In laser-driven implosions modest input (drive) pressure is amplified $\sim$1000$\times$ by spherical convergence to reach fusion conditions. The impact of deviation from sphericity (typically described in terms of spherical harmonic decomposition) will depend on the presence of other performance limitations. Results are presented of ambient implosions conducted with a range of on-target laser fluence asymmetries, which were quantified by a 3-D measurement of the in-flight symmetry. The measured yield was observed to correlate to these input symmetry changes with $\sim$2$\times$ drop over $\sim$3\% $\ell$=1 asymmetry of the on-target laser fluence. The implosion experiments are modeled with 3-D radiation-hydrodynamic simulations which include both shape asymmetry and laser imprint. The agreement of yield between the modeling and experiment falls from 70\% to 40\% as the symmetry improves. The smaller discrepancy for the larger symmetry suggests a saturation of performance limiters present in the integrated experiment.   
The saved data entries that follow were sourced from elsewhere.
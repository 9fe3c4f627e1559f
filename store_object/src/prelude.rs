//! Convenience re-exports for common store-object usage

// Core traits
pub use crate::traits::PersistenceStore;

// Entity model
pub use crate::entity::{Entity, EntityId, EntityKind, Record};

// Error types
pub use crate::errors::PersistError;

// Store implementations
pub use crate::generic_store::{GenericStore, IdStrategy, MemoryStore};

// Validation
pub use crate::validation::{ValidatedKindName, ValidationError};

// Listing queries
pub use crate::query::{ListQuery, SortOrder};

// Common external dependencies that are frequently used
pub use async_trait::async_trait;
pub use serde::{Deserialize, Serialize};
pub use sqlx::PgPool;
\textbf{Hot-Spot Flow Velocity in Laser-Direct-Drive Inertial Confinement Fusion Implosions}

Multidimensional effects on the hot-spot formation of laser-direct-drive inertial confinement fusion implosions can lead to an anisotropic hot-spot flow velocity and incomplete stagnation. The first and second moments of the primary DT fusion neutron peak, recorded with four neutron time-of-flight detectors positioned around the target chamber in quasi-orthogonal diagnostic lines of sight, are analyzed to infer the hot-spot flow velocity and the ion temperature of implosions on the 60-beam, 30-kJ, 351-nm OMEGA laser. The possible physical degradation mechanisms (e.g., initial target offset, target stalk orientation, and nonuniformities in the target and the laser drive) leading to a hot-spot flow velocity in implosions of DT cryogenic targets and DT gas-filled plastic shells will be presented. Correlations of the hot-spot flow velocity with gated x-ray images of the hot spot recorded along multiple lines of sight and of in-flight asymmetries of the imploding shell will be examined. A hot-spot flow velocity of 50 to 150 km/s is observed to point in the direction of the maximum inferred ion temperature. This material is based upon work supported by the DOE National Nuclear Security Administration under Award Number DE-NA0003856.   

Understanding Laser-Imprint Effects on Cryogenic DT Implosions on OMEGA

Direct measurements of the disruption caused by laser-imprint--seeded Rayleigh--Taylor instability growth to the imploding shell and hot-spot formation can provide a clear picture of how laser nonuniformities cause target performance to degrade in direct-drive implosions. Such detailed studies on warm target implosions\footnote{ S. X. Hu \textit{et al.}, Phys. Plasmas \textbf{23}, 102701 (2016).}$^{\mathrm{,}}$\footnote{ D. T. Michel \textit{et al.}, Phys Rev. E \textbf{95}, 051202(R) (2017).} have previously been conducted by using the x-ray self-emission imaging technique developed at LLE. An experimental campaign has been dedicated to applying this technique to measure laser{\-}imprint effects on cryogenic DT implosions on OMEGA. The x-ray emission measurements with framing cameras provided clean images of both the ablation-front location and the lighting-up hot spot as a function of time, which have been compared with state-of-the-art \textit{DRACO} simulations. By varying the DT shell adiabat from $\alpha $~$=$~4 to $\alpha $~$=$~2.5, a systematic examination of the laser-imprint effects on the DT shell integrity before stagnation was performed. Comparisons between experiments and simulations will be presented and discussed. This material is based upon work supported by the Department of Energy National Nuclear Security Administration under Award Number DE-NA0003856.   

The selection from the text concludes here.